Installation and introduction

Introduction to PCfB

This workshop is intended to provide an introduction to the most useful tools for computation in biology. This includes a basic command of the Unix shell, using text editors, regular expressions, scripting in the Python programming language, data management/using a relational database, and creating vector graphics for scientific communication. As there is a lot of new material to cover, we have created extensive documentation for each topic that will be accessible at this website for your reference. Please let us know if any of the documentation is unclear or has errors - we want this to be a useful resource for the future, and will fix documentation issues during the workshop itself as far as possible.

These are the specific topics that we will cover over the next few days

Software installation

But before we start, we just need to check that everyone has installed the required tools:

# An operating system based on Unix (Mac or Linux) # A text editor that understands regular expressions # The Enthought Python distribution # A relational database system # Inkscape for vector graphics # A web account on the Duke server with public_html access

If any of you have had trouble installing software, we will spend some time helping you to troubleshoot.
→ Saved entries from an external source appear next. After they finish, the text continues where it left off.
#![forbid(unsafe_code)]

//! The git dashboard: one list of operations plus the status line.
//!
//! # Keys on the action list
//!
//! | Key | Effect |
//! |-----|--------|
//! | `j` / `down` | next operation |
//! | `k` / `up` | previous operation |
//! | `enter` | run the selected operation |
//! | `q` | ask before quitting |
//! | `ctrl+c` | quit immediately |
//!
//! Destructive operations open a confirmation panel first. Commit opens a
//! multiline message prompt whose text survives a cancel. A failed operation
//! opens an error panel stacked over whatever had focus.

use std::collections::VecDeque;
use std::path::PathBuf;

use gitdash_core::event::{KeyCode, KeyEvent};
use gitdash_layout::dashboard_regions;
use gitdash_panels::{
    ActionTask, Backend, BackendResult, ConfirmationRequest, Effect, PanelName, PanelStyle,
    PanelView, PromptDraft,
};
use gitdash_runtime::{ActionReport, Dashboard};

use crate::actions::{GitCommand, GitOp};

/// Name of the base panel.
pub const ACTIONS_PANEL: &str = "actions";
/// Name of the panel showing a failed operation.
pub const ACTION_ERROR_PANEL: &str = "action-error";
/// Status line while the action list has focus.
pub const BASE_HINT: &str = "j/k: move, enter: run, q: quit";

const HISTORY_LEN: usize = 5;

/// Dashboard state.
#[derive(Debug)]
pub struct GitDashboard {
    repo: PathBuf,
    program: Option<String>,
    selected: usize,
    draft: PromptDraft,
    status: String,
    history: VecDeque<String>,
}

impl GitDashboard {
    #[must_use]
    pub fn new(repo: impl Into<PathBuf>) -> Self {
        Self {
            repo: repo.into(),
            program: None,
            selected: 0,
            draft: PromptDraft::new(),
            status: BASE_HINT.to_owned(),
            history: VecDeque::with_capacity(HISTORY_LEN),
        }
    }

    /// Run a different executable in place of `git`.
    #[must_use]
    pub fn with_program(mut self, program: impl Into<String>) -> Self {
        self.program = Some(program.into());
        self
    }

    #[must_use]
    pub fn selected(&self) -> GitOp {
        GitOp::ALL[self.selected]
    }

    #[must_use]
    pub fn status(&self) -> &str {
        &self.status
    }

    /// Most recent results, newest first.
    pub fn history(&self) -> impl Iterator<Item = &str> {
        self.history.iter().map(String::as_str)
    }

    #[must_use]
    pub fn draft(&self) -> &PromptDraft {
        &self.draft
    }

    fn command(&self, op: GitOp) -> GitCommand {
        let cmd = GitCommand::new(op, self.repo.clone());
        match &self.program {
            Some(program) => cmd.with_program(program.clone()),
            None => cmd,
        }
    }

    fn select_next(&mut self) {
        self.selected = (self.selected + 1).min(GitOp::ALL.len() - 1);
    }

    fn select_prev(&mut self) {
        self.selected = self.selected.saturating_sub(1);
    }

    fn activate(&mut self) -> Effect {
        let op = self.selected();
        if op.needs_message() {
            return self.commit_prompt();
        }
        let task = ActionTask::from_action(self.command(op));
        if op.is_destructive() {
            let prompt = format!("Really {}?", op.description());
            return Effect::open(
                ConfirmationRequest::confirm(capitalize(op.label()), prompt)
                    .on_confirm(move |_| Ok(Effect::run(task))),
            );
        }
        self.status = format!("running {op}");
        Effect::run(task)
    }

    fn commit_prompt(&self) -> Effect {
        let base = self.command(GitOp::Commit);
        Effect::open(
            ConfirmationRequest::prompt("Commit message")
                .draft(self.draft.clone())
                .on_confirm(move |ctx| {
                    let message = ctx.content.trim();
                    if message.is_empty() {
                        return Ok(Effect::open(ConfirmationRequest::error(
                            "Commit aborted: empty message",
                        )));
                    }
                    Ok(Effect::run(ActionTask::from_action(base.with_message(message))))
                }),
        )
    }

    fn push_history(&mut self, line: String) {
        if self.history.len() == HISTORY_LEN {
            self.history.pop_back();
        }
        self.history.push_front(line);
    }

    fn list_content(&self) -> String {
        let mut lines: Vec<String> = GitOp::ALL
            .iter()
            .enumerate()
            .map(|(i, op)| {
                let marker = if i == self.selected { '>' } else { ' ' };
                format!("{marker} {:<8} {}", op.label(), op.description())
            })
            .collect();
        if !self.history.is_empty() {
            lines.push(String::new());
            lines.extend(self.history.iter().cloned());
        }
        lines.join("\n")
    }
}

impl Dashboard for GitDashboard {
    fn init(&mut self, backend: &mut dyn Backend) -> BackendResult<PanelName> {
        let name = PanelName::new(ACTIONS_PANEL);
        backend.create_panel(&name, dashboard_regions(backend.size()).main)?;
        tracing::info!(repo = %self.repo.display(), "dashboard ready");
        Ok(name)
    }

    fn on_key(&mut self, key: KeyEvent, focus: Option<&PanelName>) -> Effect {
        if key.ctrl() && key.is_char('c') {
            return Effect::Quit;
        }
        if focus.map(PanelName::as_str) != Some(ACTIONS_PANEL) {
            return Effect::None;
        }
        match key.code {
            KeyCode::Char('j') | KeyCode::Down => {
                self.select_next();
                Effect::None
            }
            KeyCode::Char('k') | KeyCode::Up => {
                self.select_prev();
                Effect::None
            }
            KeyCode::Enter => self.activate(),
            KeyCode::Char('q') => Effect::open(
                ConfirmationRequest::confirm("Quit", "Quit gitdash?")
                    .on_confirm(|_| Ok(Effect::Quit)),
            ),
            _ => Effect::None,
        }
    }

    fn on_action(&mut self, report: ActionReport) -> Effect {
        match report.result {
            Ok(summary) => {
                self.status = format!("{}: {summary}", report.label);
                self.push_history(format!("ok   {}: {summary}", report.label));
                Effect::None
            }
            Err(e) => {
                tracing::warn!(action = %report.label, error = %e, "action failed");
                self.status = format!("{} failed", report.label);
                self.push_history(format!("fail {}: {}", report.label, e.message));
                Effect::open(
                    ConfirmationRequest::error(format!("{} failed:\n{e}", report.label))
                        .named(ACTION_ERROR_PANEL),
                )
            }
        }
    }

    fn render(&self, backend: &mut dyn Backend, modal_open: bool) -> BackendResult<()> {
        let name = PanelName::new(ACTIONS_PANEL);
        let content = self.list_content();
        backend.update_panel(PanelView {
            name: &name,
            title: "gitdash",
            content: &content,
            style: PanelStyle::Normal,
            cursor: None,
        })?;
        if !modal_open {
            backend.set_status(&self.status)?;
        }
        Ok(())
    }

    fn relayout(&mut self, backend: &mut dyn Backend) -> BackendResult<()> {
        let bounds = dashboard_regions(backend.size()).main;
        backend.resize_panel(&PanelName::new(ACTIONS_PANEL), bounds)
    }
}

fn capitalize(s: &str) -> String {
    let mut chars = s.chars();
    match chars.next() {
        Some(first) => first.to_uppercase().chain(chars).collect(),
        None => String::new(),
    }
}

#[cfg(test)]
mod tests {
    use super::*;
    use gitdash_core::event::Modifiers;
    use gitdash_panels::{ActionError, PanelKind};

    fn key(code: KeyCode) -> KeyEvent {
        KeyEvent::new(code)
    }

    fn actions() -> PanelName {
        PanelName::new(ACTIONS_PANEL)
    }

    fn select(dash: &mut GitDashboard, op: GitOp) {
        while dash.selected() != op {
            dash.on_key(key(KeyCode::Down), Some(&actions()));
        }
    }

    #[test]
    fn navigation_clamps_at_both_ends() {
        let mut dash = GitDashboard::new(".");
        dash.on_key(key(KeyCode::Char('k')), Some(&actions()));
        assert_eq!(dash.selected(), GitOp::Status);
        for _ in 0..20 {
            dash.on_key(key(KeyCode::Char('j')), Some(&actions()));
        }
        assert_eq!(dash.selected(), GitOp::Discard);
    }

    #[test]
    fn keys_ignored_without_list_focus() {
        let mut dash = GitDashboard::new(".");
        let other = PanelName::new("confirmation");
        let effect = dash.on_key(key(KeyCode::Enter), Some(&other));
        assert!(effect.is_none());
        dash.on_key(key(KeyCode::Down), Some(&other));
        assert_eq!(dash.selected(), GitOp::Status);
    }

    #[test]
    fn ctrl_c_quits_from_anywhere() {
        let mut dash = GitDashboard::new(".");
        let key = KeyEvent::new(KeyCode::Char('c')).with_modifiers(Modifiers::CTRL);
        assert!(matches!(dash.on_key(key, None), Effect::Quit));
    }

    #[test]
    fn safe_op_runs_directly() {
        let mut dash = GitDashboard::new(".");
        select(&mut dash, GitOp::Fetch);
        let effect = dash.on_key(key(KeyCode::Enter), Some(&actions()));
        assert!(matches!(effect, Effect::Run(ref task) if task.label() == "fetch"));
        assert_eq!(dash.status(), "running fetch");
    }

    #[test]
    fn destructive_op_asks_first() {
        let mut dash = GitDashboard::new(".");
        select(&mut dash, GitOp::Discard);
        let effect = dash.on_key(key(KeyCode::Enter), Some(&actions()));
        let Effect::Open(request) = effect else {
            panic!("expected a confirmation panel");
        };
        assert_eq!(request.kind(), PanelKind::Confirmation);
        assert_eq!(request.title(), "Discard");
        assert_eq!(request.initial_content(), "Really discard all unstaged changes?");
    }

    #[test]
    fn commit_opens_prompt_with_draft() {
        let mut dash = GitDashboard::new(".");
        dash.draft().store("half-written");
        select(&mut dash, GitOp::Commit);
        let Effect::Open(request) = dash.on_key(key(KeyCode::Enter), Some(&actions())) else {
            panic!("expected a prompt");
        };
        assert_eq!(request.kind(), PanelKind::Prompt);
        assert!(request.is_multiline());
        assert_eq!(request.initial_content(), "half-written");
    }

    #[test]
    fn failed_action_opens_named_error_panel() {
        let mut dash = GitDashboard::new(".");
        let report = ActionReport {
            label: "push".into(),
            result: Err(ActionError::new("rejected").with_exit_code(1)),
        };
        let Effect::Open(request) = dash.on_action(report) else {
            panic!("expected an error panel");
        };
        assert_eq!(request.panel_name().as_str(), ACTION_ERROR_PANEL);
        assert_eq!(request.kind(), PanelKind::Error);
        assert_eq!(request.initial_content(), "push failed:\nrejected (exit code 1)");
        assert_eq!(dash.status(), "push failed");
        assert_eq!(dash.history().next(), Some("fail push: rejected"));
    }

    #[test]
    fn successful_action_updates_status() {
        let mut dash = GitDashboard::new(".");
        let report = ActionReport {
            label: "commit".into(),
            result: Ok("[main abc123] feat: x".into()),
        };
        assert!(dash.on_action(report).is_none());
        assert_eq!(dash.status(), "commit: [main abc123] feat: x");
    }

    #[test]
    fn history_keeps_most_recent() {
        let mut dash = GitDashboard::new(".");
        for i in 0..(HISTORY_LEN + 2) {
            dash.on_action(ActionReport {
                label: "fetch".into(),
                result: Ok(format!("run {i}")),
            });
        }
        let lines: Vec<&str> = dash.history().collect();
        assert_eq!(lines.len(), HISTORY_LEN);
        assert_eq!(lines[0], "ok   fetch: run 6");
    }

    #[test]
    fn list_marks_selection() {
        let mut dash = GitDashboard::new(".");
        select(&mut dash, GitOp::Pull);
        let content = dash.list_content();
        let marked: Vec<&str> = content.lines().filter(|l| l.starts_with('>')).collect();
        assert_eq!(marked.len(), 1);
        assert!(marked[0].contains("pull"));
    }
}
Preparing for and running such a workshop takes a lot of time and effort. We are therefore very interested in any feedback that you can provide that will help us improve. During the workshop, if you have any suggestions for improvement, please let us know on the spot. Since this is a small class, we want the sessions to be highly informal and welcome questions and interruptions.

We will probably run this course again in the future if you found it useful. It is also possible that we will run other similar workshops, depending on interest. As a simple survey, what computational topics would you be interested in?

  1. Practical programming for biologists - An intermediate course on the use of Python for scientific computation.
  2. Practical statistics for biologists - An introduction to basic statistics in Python and R.
  3. Practical data management for biologists - An introduction to creating and using relational database systems to manage laboratory data.
  4. Practical data visualization for biologists - An introduction to statistical and scientific graphics for exploratory data analysis and scientific communication.
  5. Modeling and simulations in biology - How to construct and simulate computational models of biological phenomena.
  6. Others (please specify)


  1. Do you know how to open a Unix shell/console/terminal on your computer?
  2. How do you create a directory foo that has a subdirectory bar that has a subdirectory baz with a single command?
  3. How do you write a regular expression to find sequences that lie between specific restriction enzyme motifs?
  4. What is the difference between ssh and scp?
  5. How do you write a function in Python to plot a histogram of some data?
  6. How do you use BioPython to get information from the NCBI databases?
  7. What does this mean select, b.value from foo f, bar b where f.foo_id = b.foo_id;?
  8. How can you estimate the 95% confidence intervals for a statistic without using any formulas?
  9. Can you illustrate a conceptual biological model using a vector graphics program?
  10. Can you write a program to summarize data from a typical laboratory spreadsheet?

Record your score from 0 to 10. We are curious to see if there is any improvement in your score by the end of the workshop!